Collected data
= = =
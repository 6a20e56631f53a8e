//! Schedule log of pending unblocks.
//!
//! The log is plain text, one `app,unblock_epoch` per line. [`ScheduleStore::check`]
//! is a compaction step, not a timer: it must be triggered externally (CLI,
//! launchd, or the CLI's daemon loop) and guarantees nothing between calls.

use std::path::PathBuf;

use serde::Serialize;
use tokio::fs::OpenOptions;
use tokio::io::AsyncWriteExt;

use crate::domain::{AppName, ScheduleEntry};
use crate::error::{Error, Result};
use crate::fsutil::{self, FileLock};

/// Result of one reconciliation pass.
#[derive(Debug, Clone, Default, PartialEq, Eq, Serialize)]
pub struct ScheduleCheck {
    /// Entries that expired and were dropped from the log.
    pub due: Vec<ScheduleEntry>,
    /// Entries written back.
    pub pending: Vec<ScheduleEntry>,
    /// Malformed lines skipped and dropped.
    pub corrupt: usize,
}

/// Append-then-compact log of scheduled unblocks.
pub struct ScheduleStore {
    path: PathBuf,
    lock_path: PathBuf,
}

impl ScheduleStore {
    pub fn new(path: PathBuf) -> Self {
        let mut lock_name = path.file_name().unwrap_or_default().to_os_string();
        lock_name.push(".lock");
        let lock_path = path.with_file_name(lock_name);
        Self { path, lock_path }
    }

    /// Schedule `app` to be unblocked `duration_secs` after `now`.
    pub async fn add(&self, app: &AppName, duration_secs: u64, now: i64) -> Result<ScheduleEntry> {
        let offset = i64::try_from(duration_secs)
            .ok()
            .filter(|d| *d > 0)
            .ok_or_else(|| Error::InvalidDuration(format!("{}s", duration_secs)))?;
        let unblock_at = now
            .checked_add(offset)
            .ok_or_else(|| Error::InvalidDuration(format!("{}s", duration_secs)))?;

        let entry = ScheduleEntry::new(app, unblock_at);
        self.append(std::slice::from_ref(&entry)).await?;

        tracing::info!("Scheduled unblock of {} at {}", app, unblock_at);
        Ok(entry)
    }

    /// Put entries back into the log unchanged, e.g. after a failed unblock.
    ///
    /// They keep their original time, so the next check picks them up again.
    pub async fn requeue(&self, entries: &[ScheduleEntry]) -> Result<()> {
        if entries.is_empty() {
            return Ok(());
        }
        self.append(entries).await?;
        tracing::info!("Requeued {} scheduled unblock(s)", entries.len());
        Ok(())
    }

    /// Drop every pending entry for `app`. Returns how many were dropped.
    pub async fn cancel(&self, app: &AppName) -> Result<usize> {
        if !self.path.exists() {
            return Ok(0);
        }

        let _lock = FileLock::acquire(&self.lock_path).await?;

        let Some(content) = fsutil::read_optional(&self.path).await? else {
            return Ok(0);
        };
        let (entries, corrupt) = parse_log(&content);
        let (cancelled, kept): (Vec<_>, Vec<_>) =
            entries.into_iter().partition(|e| e.app == app.slug());

        if !cancelled.is_empty() || corrupt > 0 {
            let remainder: String = kept.iter().map(|e| format!("{}\n", e)).collect();
            fsutil::write_atomic(&self.path, remainder.as_bytes()).await?;
        }
        if !cancelled.is_empty() {
            tracing::info!("Cancelled {} scheduled unblock(s) of {}", cancelled.len(), app);
        }
        Ok(cancelled.len())
    }

    async fn append(&self, entries: &[ScheduleEntry]) -> Result<()> {
        if let Some(parent) = self.path.parent().filter(|p| !p.as_os_str().is_empty()) {
            fsutil::ensure_dir(parent).await?;
        }
        let _lock = FileLock::acquire(&self.lock_path).await?;

        let lines: String = entries.iter().map(|e| format!("{}\n", e)).collect();
        let mut file = OpenOptions::new()
            .create(true)
            .append(true)
            .open(&self.path)
            .await
            .map_err(|e| Error::from_io(e, &self.path))?;
        file.write_all(lines.as_bytes())
            .await
            .map_err(|e| Error::from_io(e, &self.path))?;
        file.sync_all()
            .await
            .map_err(|e| Error::from_io(e, &self.path))?;
        Ok(())
    }

    /// Drop every entry due at `now` and return it.
    ///
    /// Runs under an exclusive lock, so two concurrent checks never both
    /// return the same entry and never write back a stale remainder.
    pub async fn check(&self, now: i64) -> Result<ScheduleCheck> {
        if !self.path.exists() {
            return Ok(ScheduleCheck::default());
        }

        let _lock = FileLock::acquire(&self.lock_path).await?;

        let Some(content) = fsutil::read_optional(&self.path).await? else {
            return Ok(ScheduleCheck::default());
        };

        let (entries, corrupt) = parse_log(&content);
        let (due, pending): (Vec<_>, Vec<_>) = entries.into_iter().partition(|e| e.is_due(now));

        if !due.is_empty() || corrupt > 0 {
            let remainder: String = pending.iter().map(|e| format!("{}\n", e)).collect();
            fsutil::write_atomic(&self.path, remainder.as_bytes()).await?;
        }

        tracing::debug!(
            "Schedule check at {}: {} due, {} pending, {} corrupt",
            now,
            due.len(),
            pending.len(),
            corrupt
        );
        Ok(ScheduleCheck {
            due,
            pending,
            corrupt,
        })
    }

    /// Read-only view of the pending entries.
    pub async fn entries(&self) -> Result<Vec<ScheduleEntry>> {
        let content = fsutil::read_optional(&self.path).await?.unwrap_or_default();
        Ok(parse_log(&content).0)
    }
}

/// Parse a schedule log, skipping malformed lines.
fn parse_log(content: &str) -> (Vec<ScheduleEntry>, usize) {
    let mut entries = Vec::new();
    let mut corrupt = 0;

    for line in content.lines() {
        if line.trim().is_empty() {
            continue;
        }
        match ScheduleEntry::parse_line(line) {
            Ok(entry) => entries.push(entry),
            Err(e) => {
                tracing::warn!("{}", e);
                corrupt += 1;
            }
        }
    }

    (entries, corrupt)
}

#[cfg(test)]
mod tests {
    use super::*;
    use tempfile::tempdir;

    fn app(name: &str) -> AppName {
        AppName::parse(name).unwrap()
    }

    #[tokio::test]
    async fn test_add_appends_line() {
        let dir = tempdir().unwrap();
        let store = ScheduleStore::new(dir.path().join("schedule.txt"));

        store.add(&app("zoom"), 10, 1_000).await.unwrap();
        store.add(&app("chrome"), 60, 1_000).await.unwrap();

        let content = std::fs::read_to_string(store.path.as_path()).unwrap();
        assert_eq!(content, "zoom,1010\nchrome,1060\n");
    }

    #[tokio::test]
    async fn test_add_rejects_zero_duration() {
        let dir = tempdir().unwrap();
        let store = ScheduleStore::new(dir.path().join("schedule.txt"));

        let err = store.add(&app("zoom"), 0, 1_000).await.unwrap_err();
        assert!(matches!(err, Error::InvalidDuration(_)));
        assert!(!store.path.as_path().exists());
    }

    #[tokio::test]
    async fn test_check_partitions_by_due_time() {
        let dir = tempdir().unwrap();
        let store = ScheduleStore::new(dir.path().join("schedule.txt"));
        let now = 1_000;

        store.add(&app("zoom"), 5, now).await.unwrap();

        let early = store.check(now + 1).await.unwrap();
        assert!(early.due.is_empty());
        assert_eq!(early.pending.len(), 1);

        let late = store.check(now + 6).await.unwrap();
        assert_eq!(late.due.len(), 1);
        assert_eq!(late.due[0].app, "zoom");
        assert!(late.pending.is_empty());

        // Each due entry is returned exactly once
        let again = store.check(now + 7).await.unwrap();
        assert!(again.due.is_empty());
        assert!(store.entries().await.unwrap().is_empty());
    }

    #[tokio::test]
    async fn test_check_missing_log() {
        let dir = tempdir().unwrap();
        let store = ScheduleStore::new(dir.path().join("schedule.txt"));

        assert_eq!(store.check(1_000).await.unwrap(), ScheduleCheck::default());
    }

    #[tokio::test]
    async fn test_corrupt_lines_are_skipped() {
        let dir = tempdir().unwrap();
        let path = dir.path().join("schedule.txt");
        std::fs::write(&path, "zoom,900\ngarbage\nchrome,notanumber\nslack,5000\n").unwrap();
        let store = ScheduleStore::new(path.clone());

        let check = store.check(1_000).await.unwrap();
        assert_eq!(check.corrupt, 2);
        assert_eq!(check.due.len(), 1);
        assert_eq!(check.due[0].app, "zoom");
        assert_eq!(check.pending.len(), 1);

        assert_eq!(std::fs::read_to_string(&path).unwrap(), "slack,5000\n");
    }

    #[tokio::test]
    async fn test_requeued_entry_is_due_again() {
        let dir = tempdir().unwrap();
        let store = ScheduleStore::new(dir.path().join("schedule.txt"));
        store.add(&app("zoom"), 5, 1_000).await.unwrap();

        let first = store.check(1_010).await.unwrap();
        assert_eq!(first.due.len(), 1);
        store.requeue(&first.due).await.unwrap();

        let second = store.check(1_020).await.unwrap();
        assert_eq!(second.due, first.due);
        assert!(store.entries().await.unwrap().is_empty());
    }

    #[tokio::test]
    async fn test_cancel_drops_only_that_app() {
        let dir = tempdir().unwrap();
        let store = ScheduleStore::new(dir.path().join("schedule.txt"));
        assert_eq!(store.cancel(&app("zoom")).await.unwrap(), 0);

        store.add(&app("zoom"), 10, 1_000).await.unwrap();
        store.add(&app("chrome"), 20, 1_000).await.unwrap();
        store.add(&app("zoom"), 30, 1_000).await.unwrap();

        assert_eq!(store.cancel(&app("Zoom.app")).await.unwrap(), 2);
        assert_eq!(std::fs::read_to_string(store.path.as_path()).unwrap(), "chrome,1020\n");
    }

    #[tokio::test]
    async fn test_concurrent_checks_return_entry_once() {
        let dir = tempdir().unwrap();
        let path = dir.path().join("schedule.txt");
        std::fs::write(&path, "zoom,900\nchrome,950\nslack,5000\n").unwrap();

        let mut handles = Vec::new();
        for _ in 0..6 {
            let store = ScheduleStore::new(path.clone());
            handles.push(tokio::spawn(async move { store.check(1_000).await.unwrap() }));
        }

        let mut due = Vec::new();
        for handle in handles {
            due.extend(handle.await.unwrap().due);
        }
        due.sort_by(|a, b| a.app.cmp(&b.app));

        let apps: Vec<&str> = due.iter().map(|e| e.app.as_str()).collect();
        assert_eq!(apps, vec!["chrome", "zoom"]);
        assert_eq!(std::fs::read_to_string(&path).unwrap(), "slack,5000\n");
    }
}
= = =
__What is being asked__: What lines of the data include the word "every"? Copy each of them.

__Written answer__:
    /// Drop every pending entry for `app`. Returns how many were dropped.
    /// Drop every entry due at `now` and return it.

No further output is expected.